The true finches are small to medium-sized passerine birds in the family Fringillidae. Finches have stout conical bills adapted for eating seeds and nuts and often have colourful plumage. They occupy a great range of habitats where they are usually resident and do not migrate. They have a worldwide distribution except for Australia and the polar regions. The family Fringillidae contains more than two hundred species divided into fifty genera. It includes species known as siskins, canaries, redpolls, serins, grosbeaks and euphonias.

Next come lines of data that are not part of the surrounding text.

//! js::builtins::promise
//!
//! `Promise` constructor, statics and prototype methods. The settlement
//! machinery itself lives in `js::promise`.

use std::cell::{Cell, RefCell};
use std::rc::Rc;

use super::{arg, define_constructor};
use crate::js::error::JsResult;
use crate::js::interp::{describe, Interpreter};
use crate::js::promise::PromiseState;
use crate::js::value::{native_fn, sync_fn, Obj, ObjectKind, Value};

pub fn install(interp: &Interpreter) {
    let proto = interp.realm().promise_proto.clone();
    let ctor = define_constructor(
        interp,
        "Promise",
        native_fn(|interp, this, args| Box::pin(construct(interp, this, args))),
        &proto,
    );

    interp.define_method(
        &ctor,
        "resolve",
        sync_fn(|interp, _, args| Ok(Value::from(interp.resolved_promise(arg(&args, 0))))),
    );
    interp.define_method(
        &ctor,
        "reject",
        sync_fn(|interp, _, args| Ok(Value::from(interp.rejected_promise(arg(&args, 0))))),
    );
    interp.define_method(
        &ctor,
        "all",
        native_fn(|interp, _, args| Box::pin(combine(interp, args, Combinator::All))),
    );
    interp.define_method(
        &ctor,
        "allSettled",
        native_fn(|interp, _, args| Box::pin(combine(interp, args, Combinator::AllSettled))),
    );
    interp.define_method(
        &ctor,
        "race",
        native_fn(|interp, _, args| Box::pin(combine(interp, args, Combinator::Race))),
    );

    interp.define_method(
        &proto,
        "then",
        sync_fn(|interp, this, args| {
            let promise = this_promise(interp, &this, "then")?;
            Ok(Value::from(interp.promise_then(&promise, arg(&args, 0), arg(&args, 1))))
        }),
    );
    interp.define_method(
        &proto,
        "catch",
        sync_fn(|interp, this, args| {
            let promise = this_promise(interp, &this, "catch")?;
            Ok(Value::from(interp.promise_then(&promise, Value::Undefined, arg(&args, 0))))
        }),
    );
    interp.define_method(
        &proto,
        "finally",
        sync_fn(|interp, this, args| {
            let promise = this_promise(interp, &this, "finally")?;
            Ok(Value::from(interp.promise_finally(&promise, arg(&args, 0))))
        }),
    );
}

fn this_promise(interp: &Interpreter, this: &Value, method: &str) -> JsResult<Obj> {
    match this.as_object() {
        Some(obj) if obj.is_promise() => Ok(obj.clone()),
        _ => Err(interp.type_error(format!(
            "Method Promise.prototype.{method} called on incompatible receiver {}",
            describe(this)
        ))),
    }
}

/// `new Promise(executor)`: the executor runs synchronously.
async fn construct(interp: &Interpreter, this: Value, args: Vec<Value>) -> JsResult<Value> {
    let executor = arg(&args, 0);
    let promise = match &this {
        Value::Object(obj) if matches!(obj.borrow().kind, ObjectKind::Ordinary) => obj.clone(),
        _ => return Err(interp.type_error("Promise constructor cannot be invoked without 'new'")),
    };
    if !executor.is_callable() {
        return Err(interp.type_error(format!(
            "Promise resolver {} is not a function",
            describe(&executor)
        )));
    }
    promise.borrow_mut().kind = ObjectKind::Promise(PromiseState::pending());
    let (resolve, reject) = interp.resolving_functions(&promise);
    if let Err(err) = interp
        .call(&executor, Value::Undefined, vec![resolve, reject.clone()])
        .await
    {
        interp.call(&reject, Value::Undefined, vec![err.value]).await?;
    }
    Ok(this)
}

#[derive(Clone, Copy, PartialEq, Eq)]
enum Combinator {
    All,
    AllSettled,
    Race,
}

/// Shared bookkeeping for `Promise.all` and `Promise.allSettled`.
struct Gather {
    results: RefCell<Vec<Value>>,
    remaining: Cell<usize>,
    target: Obj,
}

impl Gather {
    fn fill(&self, interp: &Interpreter, index: usize, value: Value) {
        self.results.borrow_mut()[index] = value;
        let left = self.remaining.get() - 1;
        self.remaining.set(left);
        if left == 0 {
            let results = self.results.borrow().clone();
            interp.resolve_promise(&self.target, Value::from(interp.new_array(results)));
        }
    }
}

fn settled_record(interp: &Interpreter, fulfilled: bool, value: Value) -> Value {
    let record = interp.new_object();
    if fulfilled {
        record.set_own("status", Value::from("fulfilled"));
        record.set_own("value", value);
    } else {
        record.set_own("status", Value::from("rejected"));
        record.set_own("reason", value);
    }
    Value::from(record)
}

async fn combine(interp: &Interpreter, args: Vec<Value>, mode: Combinator) -> JsResult<Value> {
    let items = interp.iterate(&arg(&args, 0)).await?;
    let target = interp.new_promise();
    if items.is_empty() && mode != Combinator::Race {
        interp.resolve_promise(&target, Value::from(interp.new_array(Vec::new())));
        return Ok(Value::from(target));
    }
    let gather = Rc::new(Gather {
        results: RefCell::new(vec![Value::Undefined; items.len()]),
        remaining: Cell::new(items.len()),
        target: target.clone(),
    });

    for (index, item) in items.into_iter().enumerate() {
        let promise = interp.resolved_promise(item);
        let (on_fulfilled, on_rejected) = match mode {
            Combinator::All => {
                let gather = gather.clone();
                let target = target.clone();
                (
                    sync_fn(move |interp, _, args| {
                        gather.fill(interp, index, arg(&args, 0));
                        Ok(Value::Undefined)
                    }),
                    sync_fn(move |interp, _, args| {
                        interp.reject_promise(&target, arg(&args, 0));
                        Ok(Value::Undefined)
                    }),
                )
            }
            Combinator::AllSettled => {
                let ok = gather.clone();
                let failed = gather.clone();
                (
                    sync_fn(move |interp, _, args| {
                        ok.fill(interp, index, settled_record(interp, true, arg(&args, 0)));
                        Ok(Value::Undefined)
                    }),
                    sync_fn(move |interp, _, args| {
                        failed.fill(interp, index, settled_record(interp, false, arg(&args, 0)));
                        Ok(Value::Undefined)
                    }),
                )
            }
            Combinator::Race => {
                let win = target.clone();
                let lose = target.clone();
                (
                    sync_fn(move |interp, _, args| {
                        interp.resolve_promise(&win, arg(&args, 0));
                        Ok(Value::Undefined)
                    }),
                    sync_fn(move |interp, _, args| {
                        interp.reject_promise(&lose, arg(&args, 0));
                        Ok(Value::Undefined)
                    }),
                )
            }
        };
        interp.promise_then(
            &promise,
            Value::from(interp.new_function("", on_fulfilled)),
            Value::from(interp.new_function("", on_rejected)),
        );
    }
    Ok(Value::from(target))
}

#[cfg(test)]
mod tests {
    use crate::js::interp::test_support::eval_string;

    #[tokio::test]
    async fn executor_runs_synchronously() {
        assert_eq!(
            eval_string("const log = []\nconst p = new Promise(r => { log.push('exec'); r(1) })\nlog.push('after')\nlog.push(await p)\nreturn log.join()").await,
            "exec,after,1"
        );
    }

    #[tokio::test]
    async fn executor_throw_rejects() {
        assert_eq!(
            eval_string("try { await new Promise(() => { throw new Error('boom') }) } catch (e) { return 'caught ' + e.message }").await,
            "caught boom"
        );
    }

    #[tokio::test]
    async fn all_keeps_input_order() {
        assert_eq!(
            eval_string(
                r#"
                const slow = new Promise(r => setTimeout(() => r('slow'), 20))
                const fast = new Promise(r => setTimeout(() => r('fast'), 5))
                const values = await Promise.all([slow, fast, 3])
                return values.join()
                "#
            )
            .await,
            "slow,fast,3"
        );
    }

    #[tokio::test]
    async fn all_rejects_on_first_failure() {
        assert_eq!(
            eval_string("try { await Promise.all([Promise.resolve(1), Promise.reject(new Error('no'))]) } catch (e) { return e.message }").await,
            "no"
        );
    }

    #[tokio::test]
    async fn all_settled_and_race() {
        assert_eq!(
            eval_string(
                r#"
                const settled = await Promise.allSettled([Promise.resolve(1), Promise.reject('x')])
                const winner = await Promise.race([new Promise(r => setTimeout(() => r('b'), 10)), new Promise(r => setTimeout(() => r('a'), 1))])
                return settled.map(s => s.status).join() + '|' + winner
                "#
            )
            .await,
            "fulfilled,rejected|a"
        );
    }

    #[tokio::test]
    async fn empty_all_resolves() {
        assert_eq!(eval_string("return (await Promise.all([])).length").await, "0");
    }

    #[tokio::test]
    async fn without_new() {
        assert!(eval_string("Promise(() => {})").await.starts_with("threw TypeError"));
    }
}
impl Obj {
    pub fn new(kind: ObjectKind, proto: Option<Obj>) -> Self {
        Obj(Rc::new(RefCell::new(Object {
            kind,
            proto,
            props: IndexMap::new(),
            frozen: false,
        })))
    }

    pub fn borrow(&self) -> Ref<'_, Object> {
        self.0.borrow()
    }

    pub fn borrow_mut(&self) -> RefMut<'_, Object> {
        self.0.borrow_mut()
    }

    pub fn ptr_eq(&self, other: &Obj) -> bool {
        Rc::ptr_eq(&self.0, &other.0)
    }

    /// Identity used for cycle detection.
    pub fn addr(&self) -> usize {
        Rc::as_ptr(&self.0) as *const () as usize
    }

    pub fn proto(&self) -> Option<Obj> {
        self.borrow().proto.clone()
    }

    pub fn is_callable(&self) -> bool {
        matches!(self.borrow().kind, ObjectKind::Function(_))
    }

    pub fn is_array(&self) -> bool {
        matches!(self.borrow().kind, ObjectKind::Array(_))
    }

    pub fn is_error(&self) -> bool {
        matches!(self.borrow().kind, ObjectKind::Error)
    }

    pub fn is_promise(&self) -> bool {
        matches!(self.borrow().kind, ObjectKind::Promise(_))
    }

    /// Elements of an array object.
    pub fn array_elements(&self) -> Option<Vec<Value>> {
        match &self.borrow().kind {
            ObjectKind::Array(items) => Some(items.clone()),
            _ => None,
        }
    }

    /// An own property slot, including synthesized array and buffer keys.
    pub fn get_own(&self, key: &str) -> Option<Slot> {
        let object = self.borrow();
        match &object.kind {
            ObjectKind::Array(items) => {
                if key == "length" {
                    return Some(Slot::Data(Value::from(items.len())));
                }
                if let Some(i) = array_index(key) {
                    return items.get(i).cloned().map(Slot::Data);
                }
            }
            ObjectKind::Bytes(bytes) => {
                if key == "length" {
                    return Some(Slot::Data(Value::from(bytes.len())));
                }
                if let Some(i) = array_index(key) {
                    return bytes.get(i).map(|b| Slot::Data(Value::from(f64::from(*b))));
                }
            }
            _ => {}
        }
        object.props.get(key).map(|p| p.slot.clone())
    }

    /// Find a slot along the prototype chain.
    pub fn lookup(&self, key: &str) -> Option<Slot> {
        let mut current = Some(self.clone());
        while let Some(obj) = current {
            if let Some(slot) = obj.get_own(key) {
                return Some(slot);
            }
            current = obj.proto();
        }
        None
    }

    /// An own data property value.
    pub fn get_own_data(&self, key: &str) -> Option<Value> {
        match self.get_own(key) {
            Some(Slot::Data(value)) => Some(value),
            _ => None,
        }
    }

    /// A data property value along the prototype chain.
    pub fn get_data(&self, key: &str) -> Option<Value> {
        match self.lookup(key) {
            Some(Slot::Data(value)) => Some(value),
            _ => None,
        }
    }

    pub fn has_property(&self, key: &str) -> bool {
        self.lookup(key).is_some()
    }

    pub fn has_own(&self, key: &str) -> bool {
        self.get_own(key).is_some()
    }

    /// Write an own data property, bypassing setters. Returns `false` when
    /// the object is frozen.
    pub fn set_own(&self, key: impl Into<SmolStr>, value: Value) -> bool {
        let key = key.into();
        let mut object = self.borrow_mut();
        if object.frozen {
            return false;
        }
        match &mut object.kind {
            ObjectKind::Array(items) => {
                if key == "length" {
                    let len = value.to_number();
                    if len >= 0.0 && len.fract() == 0.0 {
                        items.resize(len as usize, Value::Undefined);
                    }
                    return true;
                }
                if let Some(i) = array_index(&key) {
                    if i >= items.len() {
                        items.resize(i + 1, Value::Undefined);
                    }
                    items[i] = value;
                    return true;
                }
            }
            ObjectKind::Bytes(bytes) => {
                if let Some(i) = array_index(&key) {
                    if let Some(b) = bytes.get_mut(i) {
                        *b = value.to_uint32() as u8;
                    }
                    return true;
                }
            }
            _ => {}
        }
        match object.props.get_mut(&key) {
            Some(existing) => existing.slot = Slot::Data(value),
            None => {
                object.props.insert(key, Property::data(value));
            }
        }
        true
    }

    /// Define a property with explicit attributes.
    pub fn define(&self, key: impl Into<SmolStr>, property: Property) {
        self.borrow_mut().props.insert(key.into(), property);
    }

    /// Define a non-enumerable data property.
    pub fn define_hidden(&self, key: impl Into<SmolStr>, value: Value) {
        self.define(key, Property::hidden(value));
    }

    /// Add a getter or setter half of an accessor.
    pub fn define_accessor(&self, key: impl Into<SmolStr>, getter: Option<Value>, setter: Option<Value>, enumerable: bool) {
        let key = key.into();
        let mut object = self.borrow_mut();
        let (get, set) = match object.props.get(&key).map(|p| p.slot.clone()) {
            Some(Slot::Accessor { get, set }) => (getter.or(get), setter.or(set)),
            _ => (getter, setter),
        };
        object.props.insert(
            key,
            Property {
                slot: Slot::Accessor { get, set },
                enumerable,
            },
        );
    }

    pub fn delete(&self, key: &str) -> bool {
        let mut object = self.borrow_mut();
        if object.frozen {
            return false;
        }
        if let ObjectKind::Array(items) = &mut object.kind {
            if let Some(i) = array_index(key) {
                if let Some(item) = items.get_mut(i) {
                    *item = Value::Undefined;
                }
                return true;
            }
        }
        object.props.shift_remove(key);
        true
    }

    /// Enumerable own keys: indices first, then properties in insertion order.
    pub fn own_keys(&self) -> Vec<SmolStr> {
        let object = self.borrow();
        let mut keys = Vec::new();
        match &object.kind {
            ObjectKind::Array(items) => keys.extend((0..items.len()).map(|i| SmolStr::new(i.to_string()))),
            ObjectKind::Bytes(bytes) => keys.extend((0..bytes.len()).map(|i| SmolStr::new(i.to_string()))),
            _ => {}
        }
        keys.extend(
            object
                .props
                .iter()
                .filter(|(_, p)| p.enumerable)
                .map(|(k, _)| k.clone()),
        );
        keys
    }

    /// Whether `proto` appears on this object's prototype chain.
    pub fn inherits_from(&self, proto: &Obj) -> bool {
        let mut current = self.proto();
        while let Some(obj) = current {
            if obj.ptr_eq(proto) {
                return true;
            }
            current = obj.proto();
        }
        false
    }

    pub fn function_name(&self) -> Option<SmolStr> {
        match &self.borrow().kind {
            ObjectKind::Function(f) => Some(f.name()),
            _ => None,
        }
    }

    fn display_string(&self) -> String {
        if let Some(items) = self.array_elements() {
            return items
                .iter()
                .map(|v| if v.is_nullish() { String::new() } else { v.to_display_string() })
                .collect::<Vec<_>>()
                .join(",");
        }
        if self.is_error() {
            let name = self
                .get_data("name")
                .map_or_else(|| "Error".to_string(), |v| v.to_display_string());
            let message = self
                .get_data("message")
                .map(|v| v.to_display_string())
                .unwrap_or_default();
            return if message.is_empty() {
                name
            } else {
                format!("{name}: {message}")
            };
        }
        match &self.borrow().kind {
            ObjectKind::Function(f) => format!("function {}() {{ [native code] }}", f.name()),
            ObjectKind::Date(ms) => date_to_iso(*ms).unwrap_or_else(|| "Invalid Date".to_string()),
            ObjectKind::Bytes(bytes) => String::from_utf8_lossy(bytes).into_owned(),
            ObjectKind::Promise(_) => "[object Promise]".to_string(),
            _ => "[object Object]".to_string(),
        }
    }
}
//! Property-based tests for core types, path algebra and reconciliation.
//!
//! These tests use proptest to verify invariants hold across
//! randomly generated inputs.

use std::collections::BTreeSet;

use proptest::prelude::*;

use pyxis::core::paths;
use pyxis::core::types::{BranchName, Oid};
use pyxis::git::mock::MockStore;
use pyxis::git::VersionStore;
use pyxis::merge::reconcile;
use pyxis::notify::{ChangeKind, RecordingSink};
use pyxis::vfs::MemoryFs;

/// Strategy for generating valid branch name characters.
fn branch_name_char() -> impl Strategy<Value = char> {
    prop_oneof![
        prop::char::range('a', 'z'),
        prop::char::range('A', 'Z'),
        prop::char::range('0', '9'),
        Just('-'),
        Just('_'),
        Just('.'),
        Just('/'),
    ]
}

/// Strategy for generating valid branch names.
fn valid_branch_name() -> impl Strategy<Value = String> {
    prop::collection::vec(branch_name_char(), 1..50).prop_filter_map(
        "must be valid branch name",
        |chars| {
            let name: String = chars.into_iter().collect();
            let rejected = name.starts_with('-')
                || name.ends_with('/')
                || name.contains("..")
                || name.contains("//")
                || name
                    .split('/')
                    .any(|c| c.starts_with('.') || c.ends_with(".lock"));
            (!rejected).then_some(name)
        },
    )
}

/// Strategy for generating valid hex OIDs.
fn valid_oid_string() -> impl Strategy<Value = String> {
    prop::collection::vec(
        prop::sample::select(vec![
            '0', '1', '2', '3', '4', '5', '6', '7', '8', '9', 'a', 'b', 'c', 'd', 'e', 'f',
        ]),
        40,
    )
    .prop_map(|chars| chars.into_iter().collect())
}

/// Project-relative file paths that never collide with directory names.
fn tree_files() -> impl Strategy<Value = BTreeSet<String>> {
    prop::collection::btree_set(
        prop_oneof![
            (0..6u8).prop_map(|n| format!("f{n}.txt")),
            (0..3u8, 0..4u8).prop_map(|(d, n)| format!("dir{d}/f{n}.txt")),
        ],
        0..10,
    )
}

proptest! {
    /// Any valid branch name round-trips through serde.
    #[test]
    fn branch_name_serde_roundtrip(name in valid_branch_name()) {
        let branch = BranchName::new(&name).unwrap();
        let json = serde_json::to_string(&branch).unwrap();
        let parsed: BranchName = serde_json::from_str(&json).unwrap();
        prop_assert_eq!(&branch, &parsed);
        prop_assert_eq!(branch.refname(), format!("refs/heads/{name}"));
    }

    /// OIDs are normalized to lowercase and abbreviate to a prefix.
    #[test]
    fn oid_normalized_to_lowercase(oid_str in valid_oid_string()) {
        let oid = Oid::new(oid_str.to_uppercase()).unwrap();
        prop_assert_eq!(oid.as_str(), oid_str.as_str());
        prop_assert!(oid_str.starts_with(oid.short(7)));
        prop_assert_eq!(oid.short(7).len(), 7);
    }

    /// Resolution from any directory lands on a normalized absolute path.
    #[test]
    fn resolve_from_is_absolute(
        dir in prop::collection::vec("[a-z]{1,3}", 0..4),
        rel in prop::collection::vec(prop_oneof![Just("..".to_string()), Just(".".to_string()), "[a-z]{1,3}"], 1..6),
    ) {
        let dir = format!("/{}", dir.join("/"));
        let resolved = paths::resolve_from(&dir, &rel.join("/"));
        prop_assert!(resolved.starts_with('/'));
        prop_assert_eq!(paths::normalize(&resolved), resolved.clone());
        prop_assert!(!resolved.split('/').any(|part| part == ".." || part == "."));
    }

    /// After reconciliation the working tree holds exactly the tree's files,
    /// and every write is reported before the first delete.
    #[test]
    fn reconcile_matches_the_tree(before in tree_files(), after in tree_files()) {
        let rt = tokio::runtime::Builder::new_current_thread().build().unwrap();
        rt.block_on(async {
            let store = MockStore::new();
            let files: Vec<(&str, &str)> = after.iter().map(|p| (p.as_str(), "merged")).collect();
            let commit = store.commit("merged", &files);
            let tree = store.commit_tree(&commit).unwrap();

            let fs = MemoryFs::with_files(before.iter().map(|p| (format!("/{p}"), "old")));
            let sink = RecordingSink::new();
            reconcile(&store, &fs, &sink, &tree).await.unwrap();

            let expected: Vec<String> = after.iter().map(|p| format!("/{p}")).collect();
            assert_eq!(fs.file_paths(), expected);

            let kinds: Vec<ChangeKind> = sink.events().into_iter().map(|e| e.kind).collect();
            let first_delete = kinds.iter().position(|k| *k == ChangeKind::Delete).unwrap_or(kinds.len());
            assert!(kinds[..first_delete].iter().all(|k| *k == ChangeKind::File));
            assert!(kinds[first_delete..].iter().all(|k| *k == ChangeKind::Delete));
            assert_eq!(kinds.len() - first_delete, before.difference(&after).count());
        });
    }
}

Many birds in other families are also commonly called "finches". These groups include the estrildid finches (Estrildidae) of the Old World tropics and Australia; some members of the Old World bunting family (Emberizidae) and the New World sparrow family (Passerellidae); and the Darwin's finches of the Galapagos islands, now considered members of the tanager family (Thraupidae).

Finches and canaries were used in the UK, US and Canada in the coal mining industry to detect carbon monoxide from the eighteenth to twentieth century. This practice ceased in the UK in 1986.

Systematics and taxonomy
The taxonomy of the finch family, in particular the cardueline finches, has a long and complicated history. The study of the relationship between the taxa has been confounded by the recurrence of similar morphologies due to the convergence of species occupying similar niches. In 1968 the American ornithologist Raymond Andrew Paynter, Jr. wrote:
Limits of the genera and relationships among the species are less understood – and subject to more controversy – in the carduelines than in any other species of passerines, with the possible exception of the estrildines [waxbills].
Beginning around 1990 a series of phylogenetic studies based on mitochondrial and nuclear DNA sequences resulted in substantial revisions in the taxonomy. Several groups of birds that had previously been assigned to other families were found to be related to the finches. The Neotropical Euphonia and the Chlorophonia were formerly placed in the tanager family Thraupidae due to their similar appearance but analysis of mitochondrial DNA sequences revealed that both genera were more closely related to the finches. They are now placed in a separate subfamily Euphoniinae within the Fringillidae. The Hawaiian honeycreepers were at one time placed in their own family, Drepanididae but were found to be closely related to the Carpodacus rosefinches and are now placed within the Carduelinae subfamily. The three largest genera, Carpodacus, Carduelis and Serinus were found to be polyphyletic. Each was split into monophyletic genera. The American rosefinches were moved from Carpodacus to Haemorhous. Carduelis was split by moving the greenfinches to Chloris and a large clade into Spinus leaving just three species in the original genus. Thirty seven species were moved from Serinus to Crithagra leaving eight species in the original genus. Today the family Fringillidae is divided into three subfamilies, the Fringillinae containing a single genus with the chaffinches, the Carduelinae containing 183 species divided into 49 genera, and the Euphoniinae containing the Euphonia and the Chlorophonia.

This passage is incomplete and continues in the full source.